Excel Coloring Work Graphs for Easy Reading

Different techniques of how to color encode data points of a bar chart based on a second data series in Microsoft Excel

Colored Bar Chart IntroColor encoding can be a very powerful technique for data visualization. Heat Maps or Choropleth Maps are classical examples of visualizing data by color encoding.

However, you can add color encoding to almost any kind of visualization. For instance, using colors on bar charts can display additional information of the data and – if used carefully – considerably improve the significance of the visualization without requiring further real estate on a dashboard.

With Tableau Software, color encoding your charts is a piece of cake. Simply drag the dimension or measure to the color shelf and you are done. Microsoft Excel has no comparable built-in functionality. However, this doesn't mean you can't use color encoding in your Excel charts. Of course you can.

Today's post describes different techniques of how to color encode Microsoft Excel bar charts, with or without using VBA. As usual, all described techniques are coming with an example workbook for free download.

The Basic Idea

The basic idea is simple and obvious: Add another dimension or measure to your bar chart by coloring the bars according to the values of another data series.

One practical example would be a bar chart displaying one performance KPI of sales agents (e.g. sales figures, revenues, or the like) using the lengths of the bars and visualizing their sales regions (e.g. north, east, south, west) by coloring the bars with four different colors. More information in the same amount of real estate on your dashboard.

Microsoft Excel does not provide a built-in feature to do this color encoding, but – of course – this does not mean you can't do it at all. As always, there is more than one way to skin the cat. Here are three different ways of how to accomplish this with Microsoft Excel.

Technique 1 – Several Data Series

I am sure you know this technique already. If you want to color encode categories (like in the example mentioned above), you add as many data series to your bar chart as you need (e.g. four sales regions in our example above) and format them using different fill colors.

A very simple IF-formula makes sure each data series contains the KPI values only if the row (i.e. the sales agent) belongs to the according category (i.e. the sales region) and NV() otherwise.

The result could look like this:

Technique 1 – Several Data Series (Dimension)

Here is an example workbook for free download:

Download Colored Bar Chart Data Series (Categories) - (Excel 2003 workbook, 79K)

You can use exactly the same technique if you want to color code a measure instead of a dimension.
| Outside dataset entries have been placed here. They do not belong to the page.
// crates/muninn-server/src/ingest/commits.rs
// Commit ingestion, triggered by the post-commit hook via `ingest commit`.
// Inserts the commit row, bumps per-file stats, records pairwise
// co-changes, and enqueues the deferred analyses.

use crate::args;
use crate::db::{current_session, get_or_create_project, to_json_array, touch_file_for_commit};
use crate::git;
use crate::queue::{JobType, enqueue};
use crate::store::Store;
use anyhow::Result;
use std::path::Path;

/// Extensions eligible for symbol/call-graph analysis.
const PARSEABLE_EXTENSIONS: &[&str] = &["ts", "tsx", "js", "jsx", "mjs", "cjs"];

/// Ingest the latest commit of the repository at `project_path`.
/// Returns the commit hash when a new row was recorded, None on replay.
pub async fn ingest_commit(store: &Store, project_path: &Path) -> Result<Option<String>> {
    let commit = git::latest_commit(project_path).map_err(|e| anyhow::anyhow!(e))?;
    let project =
        get_or_create_project(store, &project_path.to_string_lossy(), None).await?;

    // Replayed hook invocations are a no-op
    let exists = store
        .get(
            "SELECT 1 FROM git_commits WHERE project_id = ?1 AND commit_hash = ?2",
            args![project.id, commit.hash.clone()],
        )
        .await?;
    if exists.is_some() {
        return Ok(None);
    }

    let session = current_session(store, project.id).await?;
    let session_id = session.as_ref().map(|s| s.id);

    let paths: Vec<String> = commit.files.iter().map(|(_, _, p)| p.clone()).collect();
    let insertions: i64 = commit.files.iter().map(|(i, _, _)| i).sum();
    let deletions: i64 = commit.files.iter().map(|(_, d, _)| d).sum();

    store
        .run(
            "INSERT INTO git_commits
                (project_id, commit_hash, author, message, files_changed,
                 insertions, deletions, committed_at, session_id, analyzed)
             VALUES (?1, ?2, ?3, ?4, ?5, ?6, ?7, ?8, ?9, 0)",
            args![
                project.id,
                commit.hash.clone(),
                commit.author.clone(),
                commit.subject.clone(),
                to_json_array(&paths),
                insertions,
                deletions,
                commit.committed_at.clone(),
                session_id
            ],
        )
        .await?;

    for path in &paths {
        touch_file_for_commit(store, project.id, path).await?;
    }

    if paths.len() >= 2 {
        record_cochanges(store, project.id, &paths).await?;
    }

    enqueue_commit_jobs(store, project.id, &project.path, &commit.hash, &paths).await?;

    Ok(Some(commit.hash))
}

/// Bump cochange_count for every unordered pair of files in the commit.
/// Pairs are keyed with file_a < file_b so (a,b) and (b,a) collapse.
async fn record_cochanges(store: &Store, project_id: i64, paths: &[String]) -> Result<()> {
    for (i, a) in paths.iter().enumerate() {
        for b in &paths[i + 1..] {
            let (first, second) = if a <= b { (a, b) } else { (b, a) };
            store
                .run(
                    "INSERT INTO file_correlations (project_id, file_a, file_b, cochange_count)
                     VALUES (?1, ?2, ?3, 1)
                     ON CONFLICT(project_id, file_a, file_b)
                     DO UPDATE SET cochange_count = cochange_count + 1",
                    args![project_id, first.clone(), second.clone()],
                )
                .await?;
        }
    }
    Ok(())
}

async fn enqueue_commit_jobs(
    store: &Store,
    project_id: i64,
    project_path: &str,
    commit_hash: &str,
    paths: &[String],
) -> Result<()> {
    let parseable: Vec<&String> = paths
        .iter()
        .filter(|p| {
            Path::new(p)
                .extension()
                .and_then(|e| e.to_str())
                .is_some_and(|e| PARSEABLE_EXTENSIONS.contains(&e))
        })
        .collect();

    let payload = serde_json::json!({
        "project_id": project_id,
        "project_path": project_path,
        "commit_hash": commit_hash,
        "files": paths,
    });

    // Symbols before diff analysis: the classifier reads symbol tables.
    if !parseable.is_empty() {
        enqueue(store, JobType::ReindexSymbols, payload.clone()).await?;
        enqueue(store, JobType::BuildCallGraph, payload.clone()).await?;
    }
    enqueue(store, JobType::AnalyzeDiffs, payload.clone()).await?;
    enqueue(store, JobType::RunTests, payload.clone()).await?;
    enqueue(store, JobType::DetectReverts, payload.clone()).await?;
    enqueue(store, JobType::RefreshOwnership, payload).await?;
    Ok(())
}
All you have to do is to cluster the values in categories, e.g. by defining value ranges or using percentiles.

You would probably use different hues of the same color instead of different colors, like this:

Technique 1 – Several Data Series (Measure)

Here is the according workbook for free download:

Download Colored Bar Chart Data Series (Measures) - (Excel 2003 workbook, 86.5K)

Technique 2 – Change the Fill Color using VBA

You don't mind using some simple VBA routines in your workbook? Good. A very small VBA sub can automatically change the fill color of the bars. Thus, you need only one data series in your bar chart. The set-up is very similar to technique 1 (color encoding a measure):

  • Define value ranges (as many as you like)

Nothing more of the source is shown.